Following post is a good starter, however it is an old post and you should also read more up to date posts,
Doing this by hand can be inconsistent and done incorrectly, however it can be done very well and most people are doing it this way with great results. The best thing is to do testing your self on small pieces to get some experience. Below are some recommendations, however different techniques work for different builders so please research your self for proper results!
What you need of equipment is a
1) belt sander,
2) 80 grit sand paper and
3) a propane torch or similar.
4) gloves so you do not touch the material with the hands and pollute it.
5) Ethanol/Alcohol for cleaning the sidewalls prior layup.
Make sure you are using a torch with a strong flame, possibly propane torch. The strength of the flame and the position of the flame will decide how well you oxidize. (Apperently the most oxidizing flame is the short, intens, blue, loud hissing flame). This is critical. As stated by West System: ‘To flame treat a plastic surface, hold a propane torch so the flame just touches the surface and move it across the surface at a rate of 12 or 16 inches per second. Keep the torch moving and overlap the previous pass slightly. When done correctly, the surface will not discolor or burn in any obvious way. This technique oxidizes the surface and improves adhesion. For best adhesion, bond to the surface within 30 minutes of treatment.’

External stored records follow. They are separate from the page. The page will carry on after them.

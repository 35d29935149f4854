//! Per-origin admission control
//!
//! One token bucket per configured resource origin. Changing the allow-list
//! rebuilds the whole table, so every origin starts again with a full burst.

use crate::error::{AdmissionError, ConfigError};
use parking_lot::RwLock;
use podwatch_core_resilience::{RateLimiter, ResilienceError};
use std::collections::HashMap;
use std::sync::Arc;
use tracing::{debug, info};

/// Default reports per second admitted per origin
pub const DEFAULT_RATE_PER_SECOND: u32 = 100;

pub struct AdmissionLimiter {
    rate_per_second: u32,
    limiters: RwLock<HashMap<String, Arc<RateLimiter>>>,
}

impl AdmissionLimiter {
    /// Build a limiter table for `origins`, each allowing `rate_per_second` with an equal burst
    pub fn new<I, S>(rate_per_second: u32, origins: I) -> Result<Self, ConfigError>
    where
        I: IntoIterator<Item = S>,
        S: Into<String>,
    {
        let limiter = Self {
            rate_per_second,
            limiters: RwLock::new(HashMap::new()),
        };
        limiter.rebuild(origins)?;
        Ok(limiter)
    }

    /// Drop every bucket and create one fresh bucket per origin
    pub fn rebuild<I, S>(&self, origins: I) -> Result<(), ConfigError>
    where
        I: IntoIterator<Item = S>,
        S: Into<String>,
    {
        let mut table = HashMap::new();
        for origin in origins {
            let limiter = RateLimiter::per_second(self.rate_per_second)
                .map_err(|e| ConfigError::Invalid(e.to_string()))?;
            table.insert(origin.into(), Arc::new(limiter));
        }

        info!(origins = table.len(), rate = self.rate_per_second, "admission table rebuilt");
        *self.limiters.write() = table;
        Ok(())
    }

    /// Take one token for `origin`
    pub fn allow(&self, origin: &str) -> Result<(), AdmissionError> {
        let limiter = self
            .limiters
            .read()
            .get(origin)
            .cloned()
            .ok_or_else(|| AdmissionError::NotConfigured(origin.to_string()))?;

        limiter.try_acquire().map_err(|e| match e {
            ResilienceError::RateLimitExceeded => {
                debug!(origin, "report rate exceeded");
                AdmissionError::RateLimited(origin.to_string())
            }
            ResilienceError::InvalidQuota(_) => AdmissionError::NotConfigured(origin.to_string()),
        })
    }

    /// Configured origins, sorted
    pub fn origins(&self) -> Vec<String> {
        let mut origins: Vec<String> = self.limiters.read().keys().cloned().collect();
        origins.sort();
        origins
    }

    pub fn rate_per_second(&self) -> u32 {
        self.rate_per_second
    }
}

impl std::fmt::Debug for AdmissionLimiter {
    fn fmt(&self, f: &mut std::fmt::Formatter<'_>) -> std::fmt::Result {
        f.debug_struct("AdmissionLimiter")
            .field("rate_per_second", &self.rate_per_second)
            .field("origins", &self.origins())
            .finish()
    }
}

#[cfg(test)]
mod tests {
    use super::*;

    #[test]
    fn test_unknown_origin_not_configured() {
        let limiter = AdmissionLimiter::new(10, ["npu-agent"]).unwrap();
        assert_eq!(
            limiter.allow("rogue"),
            Err(AdmissionError::NotConfigured("rogue".into()))
        );
    }

    #[test]
    fn test_exhausted_bucket_rate_limited() {
        let limiter = AdmissionLimiter::new(3, ["npu-agent"]).unwrap();
        for _ in 0..3 {
            assert!(limiter.allow("npu-agent").is_ok());
        }
        assert_eq!(
            limiter.allow("npu-agent"),
            Err(AdmissionError::RateLimited("npu-agent".into()))
        );
    }

    #[test]
    fn test_buckets_are_per_origin() {
        let limiter = AdmissionLimiter::new(1, ["npu-agent", "node-agent"]).unwrap();
        assert!(limiter.allow("npu-agent").is_ok());
        assert!(limiter.allow("npu-agent").is_err());
        assert!(limiter.allow("node-agent").is_ok());
    }

    #[test]
    fn test_rebuild_refills_and_replaces_origins() {
        let limiter = AdmissionLimiter::new(1, ["npu-agent"]).unwrap();
        assert!(limiter.allow("npu-agent").is_ok());
        assert!(limiter.allow("npu-agent").is_err());

        limiter.rebuild(["npu-agent", "switch-agent"]).unwrap();
        assert!(limiter.allow("npu-agent").is_ok());
        assert!(limiter.allow("switch-agent").is_ok());
        assert_eq!(limiter.origins(), vec!["npu-agent", "switch-agent"]);

        limiter.rebuild(["switch-agent"]).unwrap();
        assert_eq!(
            limiter.allow("npu-agent"),
            Err(AdmissionError::NotConfigured("npu-agent".into()))
        );
    }

    #[test]
    fn test_zero_rate_rejected() {
        assert!(AdmissionLimiter::new(0, ["npu-agent"]).is_err());
    }
}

Flame types video: https://www.youtube.com/watch?v=bJuVeBPRaoo
Also make sure you use the right epoxy, the mix is correct, and the right pressure (so you dont squeeze out all epoxy that will keep the sidewalls attached to the layup). This will also decide the strength of the bound. Check that the wood surface is sanded and wiped clean!
Also see this test provided by west systems, it indicates that the molecular binding between epoxy and plastics improves with Alcohol wipe. http://www.westsystem.com/ss/g-flex-epoxy-adhesion-data
Please consider that you need to do this for each bounding surface on the sidewall. So you might wish to do it first on the surface that you will bound to the core, or all surfaces except the one that will be profiled with the core. After this is done and the core is profiled along with the sidewall, it should be done to the other surfaces, however make sure you have your own method and that you do the flaming last, just prior to the layup since the oxidization is easily lost.
1) It is a good idea to clean the surface with ethanol or similar, before you start the process. There are 2 options: sand + flame or flame + alcohol whipe. A best combination is: sand + alcohol whipe + flame (just prior layup).
2) Sand the surface just enough not too much, just so that the surface is no longer smooth (check out the sanded ptex base for inspiration), and the fine hairs/needles are present. Grit 80 is ok. It is a good idea to clean the surface with compressed air afterworlds or a clean cloth.
3) Whipe clean with alcohol (93% ethanol or similar) prior layup. Remove all the small bits and pieces and clean the exposed microholes from sanding.
4) Run over with a propane or similar torch. approximately 2 runs pr side, each run is 10-15sec pr run. Its a quick run! Dont make it too slow so you melt the surface, it is only needed to oxidize the surface so the epoxy molecules will stick better to it. 2 quick passes pr side, with flame tip (or just slightly beyond the lame tip for best oxidization) has showed good results. Do this up to 30min before layup.
5) Do not clean the surface or touch it too much after the flaming, as you will remove oxidized molecules.
Glue the sidewall to the core with same epoxy you will be using in the layup. Once you profile the core and sidewalls you should do following steps again on the remaining surfaces.